Abstract
Purpose :
The vertical cup-disc ratio (VCDR) is a measure used in clinical evaluations to assess and track damage to the optic nerve caused by glaucoma, the leading cause of irreversible blindness worldwide. Previous genome-wide association studies have established the contribution of common genetic variants to VCDR, but the role of rare variants in VCDR remains to be uncovered. In this study, we present the largest exome-wide association study (ExWAS) on VCDR to date.
Methods :
Using data from the UK Biobank, a cohort of 500,000 individuals, we analyzed 71,317 individuals who had both whole-exome sequencing data and fundus photographs. We used convolutional neural network models to derive VCDR from the fundus images.

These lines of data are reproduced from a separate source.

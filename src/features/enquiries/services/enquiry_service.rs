use sqlx::{MySql, MySqlPool, QueryBuilder};

use crate::core::error::{AppError, Result};
use crate::features::enquiries::dtos::{
    CreateEnquiryDto, EnquiryResponseDto, ListEnquiriesQuery,
};
use crate::features::enquiries::models::{Enquiry, EnquiryStatus, ENQUIRY_COLUMNS};
use crate::shared::validation::blank_to_none;

const WEBSITE_SOURCE: &str = "website";

pub struct EnquiryService {
    pool: MySqlPool,
}

impl EnquiryService {
    pub fn new(pool: MySqlPool) -> Self {
        Self { pool }
    }

    /// Store a contact-form submission and return its id
    pub async fn submit(&self, dto: CreateEnquiryDto) -> Result<i64> {
        let result = sqlx::query(
            r#"
            INSERT INTO enquiries
                (name, email, phone, company, service_interest, budget_range, message, status, source)
            VALUES (?, ?, ?, ?, ?, ?, ?, ?, ?)
            "#,
        )
        .bind(dto.name.trim())
        .bind(dto.email.trim())
        .bind(blank_to_none(dto.phone))
        .bind(blank_to_none(dto.company))
        .bind(blank_to_none(dto.service_interest))
        .bind(blank_to_none(dto.budget_range))
        .bind(&dto.message)
        .bind(EnquiryStatus::New.as_str())
        .bind(WEBSITE_SOURCE)
        .execute(&self.pool)
        .await
        .map_err(|e| {
            tracing::error!("Failed to store enquiry: {:?}", e);
            AppError::Database(e)
        })?;

        let id = result.last_insert_id() as i64;
        tracing::info!("Enquiry {} received", id);
        Ok(id)
    }

    /// Newest first, optionally narrowed to one status
    pub async fn list(&self, query: &ListEnquiriesQuery) -> Result<Vec<EnquiryResponseDto>> {
        let mut builder = QueryBuilder::<MySql>::new(format!(
            "SELECT {} FROM enquiries WHERE 1 = 1",
            ENQUIRY_COLUMNS
        ));
        if let Some(status) = query.status {
            builder.push(" AND status = ").push_bind(status.as_str());
        }
        builder.push(" ORDER BY created_at DESC, id DESC");

        let enquiries = builder
            .build_query_as::<Enquiry>()
            .fetch_all(&self.pool)
            .await
            .map_err(|e| {
                tracing::error!("Failed to list enquiries: {:?}", e);
                AppError::Database(e)
            })?;

        Ok(enquiries.into_iter().map(Into::into).collect())
    }

    pub async fn get_by_id(&self, id: i64) -> Result<EnquiryResponseDto> {
        let sql = format!("SELECT {} FROM enquiries WHERE id = ?", ENQUIRY_COLUMNS);
        sqlx::query_as::<_, Enquiry>(&sql)
            .bind(id)
            .fetch_optional(&self.pool)
            .await
            .map_err(AppError::Database)?
            .map(Into::into)
            .ok_or_else(|| AppError::NotFound(format!("Enquiry {} not found", id)))
    }

    /// Move an enquiry through the pipeline; the first move out of `new`
    /// records `responded_at`
    pub async fn update_status(&self, id: i64, status: EnquiryStatus) -> Result<EnquiryResponseDto> {
        // responded_at is assigned first so it still sees the previous status
        sqlx::query(
            r#"
            UPDATE enquiries
            SET responded_at = CASE
                    WHEN status = 'new' AND ? <> 'new' AND responded_at IS NULL
                    THEN CURRENT_TIMESTAMP
                    ELSE responded_at
                END,
                status = ?,
                updated_at = CURRENT_TIMESTAMP
            WHERE id = ?
            "#,
        )
        .bind(status.as_str())
        .bind(status.as_str())
        .bind(id)
        .execute(&self.pool)
        .await
        .map_err(|e| {
            tracing::error!("Failed to update enquiry {}: {:?}", id, e);
            AppError::Database(e)
        })?;

        let enquiry = self.get_by_id(id).await?;
        tracing::info!("Enquiry {} is now {}", id, status);
        Ok(enquiry)
    }
}
use chrono::{DateTime, Utc};
use serde::{Deserialize, Serialize};
use utoipa::{IntoParams, ToSchema};
use validator::Validate;

use crate::features::catalog::models::Feature;
use crate::shared::validation::SLUG_REGEX;

#[derive(Debug, Clone, Default, Serialize, Deserialize, IntoParams)]
#[serde(rename_all = "camelCase")]
#[into_params(parameter_in = Query)]
pub struct ListFeaturesQuery {
    /// Only features of this service
    pub service_id: Option<i64>,
}

#[derive(Debug, Clone, Serialize, Deserialize, Validate, ToSchema)]
#[serde(rename_all = "camelCase")]
pub struct CreateFeatureDto {
    pub service_id: i64,

    #[validate(length(min = 1, max = 255, message = "Name is required"))]
    pub name: String,

    #[validate(
        length(min = 1, max = 255, message = "Slug is required"),
        regex(path = *SLUG_REGEX, message = "Slug must contain only lowercase letters, numbers, and hyphens")
    )]
    pub slug: String,

    pub description: Option<String>,
    pub content: Option<String>,
    pub technical_details: Option<String>,
    pub benefits: Option<String>,

    #[validate(length(max = 255))]
    pub meta_title: Option<String>,

    pub meta_description: Option<String>,
    pub is_active: Option<bool>,
    pub sort_order: Option<i32>,
}

#[derive(Debug, Clone, Default, Serialize, Deserialize, Validate, ToSchema)]
#[serde(rename_all = "camelCase")]
pub struct UpdateFeatureDto {
    pub service_id: Option<i64>,

    #[validate(length(min = 1, max = 255, message = "Name is required"))]
    pub name: Option<String>,

    #[validate(
        length(min = 1, max = 255, message = "Slug is required"),
        regex(path = *SLUG_REGEX, message = "Slug must contain only lowercase letters, numbers, and hyphens")
    )]
    pub slug: Option<String>,

    pub description: Option<String>,
    pub content: Option<String>,
    pub technical_details: Option<String>,
    pub benefits: Option<String>,

    #[validate(length(max = 255))]
    pub meta_title: Option<String>,

    pub meta_description: Option<String>,
    pub is_active: Option<bool>,
    pub sort_order: Option<i32>,
}

#[derive(Debug, Clone, Serialize, Deserialize, ToSchema)]
#[serde(rename_all = "camelCase")]
pub struct FeatureResponseDto {
    pub id: i64,
    pub service_id: i64,
    pub name: String,
    pub slug: String,
    pub description: Option<String>,
    pub content: Option<String>,
    pub technical_details: Option<String>,
    pub benefits: Option<String>,
    pub meta_title: Option<String>,
    pub meta_description: Option<String>,
    pub is_active: bool,
    pub sort_order: i32,
    pub created_at: DateTime<Utc>,
    pub updated_at: DateTime<Utc>,
}

impl From<Feature> for FeatureResponseDto {
    fn from(f: Feature) -> Self {
        Self {
            id: f.id,
            service_id: f.service_id,
            name: f.name,
            slug: f.slug,
            description: f.description,
            content: f.content,
            technical_details: f.technical_details,
            benefits: f.benefits,
            meta_title: f.meta_title,
            meta_description: f.meta_description,
            is_active: f.is_active,
            sort_order: f.sort_order,
            created_at: f.created_at,
            updated_at: f.updated_at,
        }
    }
}
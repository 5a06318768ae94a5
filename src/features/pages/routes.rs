use std::sync::Arc;

use axum::{
    routing::{get, patch, post},
    Router,
};

use crate::features::pages::handlers;
use crate::features::pages::services::PageService;

/// Public page rendering
pub fn public_routes(service: Arc<PageService>) -> Router {
    Router::new()
        .route("/api/pages/slug/{slug}", get(handlers::get_published_page))
        .with_state(service)
}

/// Page management; mount behind `auth_middleware`
pub fn protected_routes(service: Arc<PageService>) -> Router {
    Router::new()
        .route(
            "/api/pages",
            get(handlers::list_pages).post(handlers::create_page),
        )
        .route("/api/pages/bulk", post(handlers::bulk_pages))
        .route(
            "/api/pages/{id}",
            get(handlers::get_page)
                .put(handlers::update_page)
                .delete(handlers::delete_page),
        )
        .route("/api/pages/{id}/status", patch(handlers::update_page_status))
        .with_state(service)
}

#[cfg(test)]
mod tests {
    use super::*;
    use crate::core::database::lazy_test_pool;
    use crate::shared::test_helpers::{with_admin_auth, with_editor_auth};
    use axum::http::StatusCode;
    use axum_test::TestServer;
    use fake::faker::lorem::en::Sentence;
    use fake::Fake;
    use serde_json::{json, Value};

    fn router() -> Router {
        protected_routes(Arc::new(PageService::new(lazy_test_pool())))
    }

    #[tokio::test]
    async fn listing_requires_authentication() {
        let server = TestServer::new(router()).unwrap();
        let response = server.get("/api/pages").await;

        response.assert_status(StatusCode::UNAUTHORIZED);
        let body: Value = response.json();
        assert_eq!(body["success"], false);
    }

    #[tokio::test]
    async fn empty_title_rejected_before_write() {
        let server = TestServer::new(with_editor_auth(router())).unwrap();

        let response = server
            .post("/api/pages")
            .json(&json!({ "title": "", "slug": "about-us", "status": "draft" }))
            .await;

        response.assert_status(StatusCode::BAD_REQUEST);
        let body: Value = response.json();
        assert_eq!(body["message"], "Title is required");
        assert_eq!(body["errors"], json!(["Title is required"]));
    }

    #[tokio::test]
    async fn bad_slug_rejected() {
        let server = TestServer::new(with_editor_auth(router())).unwrap();
        let title: String = Sentence(2..5).fake();

        let response = server
            .post("/api/pages")
            .json(&json!({ "title": title, "slug": "About Us!" }))
            .await;

        response.assert_status(StatusCode::BAD_REQUEST);
        let body: Value = response.json();
        assert_eq!(
            body["message"],
            "Slug must contain only lowercase letters, numbers, and hyphens"
        );
    }

    #[tokio::test]
    async fn unknown_status_rejected() {
        let server = TestServer::new(with_editor_auth(router())).unwrap();

        server
            .patch("/api/pages/1/status")
            .json(&json!({ "status": "deleted" }))
            .await
            .assert_status(StatusCode::BAD_REQUEST);
    }

    #[tokio::test]
    async fn editors_cannot_delete_pages() {
        let server = TestServer::new(with_editor_auth(router())).unwrap();

        server
            .delete("/api/pages/7")
            .await
            .assert_status(StatusCode::FORBIDDEN);

        server
            .post("/api/pages/bulk")
            .json(&json!({ "action": "delete", "pageIds": [7, 8] }))
            .await
            .assert_status(StatusCode::FORBIDDEN);
    }

    #[tokio::test]
    async fn bulk_requires_selection() {
        let server = TestServer::new(with_admin_auth(router())).unwrap();

        let response = server
            .post("/api/pages/bulk")
            .json(&json!({ "action": "publish", "pageIds": [] }))
            .await;

        response.assert_status(StatusCode::BAD_REQUEST);
        let body: Value = response.json();
        assert_eq!(body["message"], "Select between 1 and 100 pages");
    }

    #[tokio::test]
    async fn invalid_sort_field_rejected() {
        let server = TestServer::new(with_editor_auth(router())).unwrap();

        server
            .get("/api/pages?sortBy=password")
            .await
            .assert_status(StatusCode::BAD_REQUEST);
    }
}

We conducted single-variant and gene-based analyses to identify rare variants with a minor allele frequency of less than 1% and their corresponding genes associated with VCDR, using REGENIE and SAIGE and adjusting for factors such as age, sex, vertical disc diameter, and genetic ancestry.
Results :
Our results revealed several genes containing rare variants that are significantly associated with VCDR, including AMOTL1 (P = 2.86 × 10-10), SRBD1 (P = 5.29 × 10-11), CCAR2 (P = 1.71 × 10-9), and COL28A1 (P = 2.83 × 10-7). Notably, SRBD1 is associated with glaucoma and COL28A1 is a drug target for the treatment of eye disease in clinical trials.
Conclusions :
These findings demonstrate the contribution of rare variants in improving our understanding of the biological mechanisms regulating VCDR and glaucoma.
This abstract was presented at the 2023 ARVO Annual Meeting, held in New Orleans, LA, April 23-27, 2023.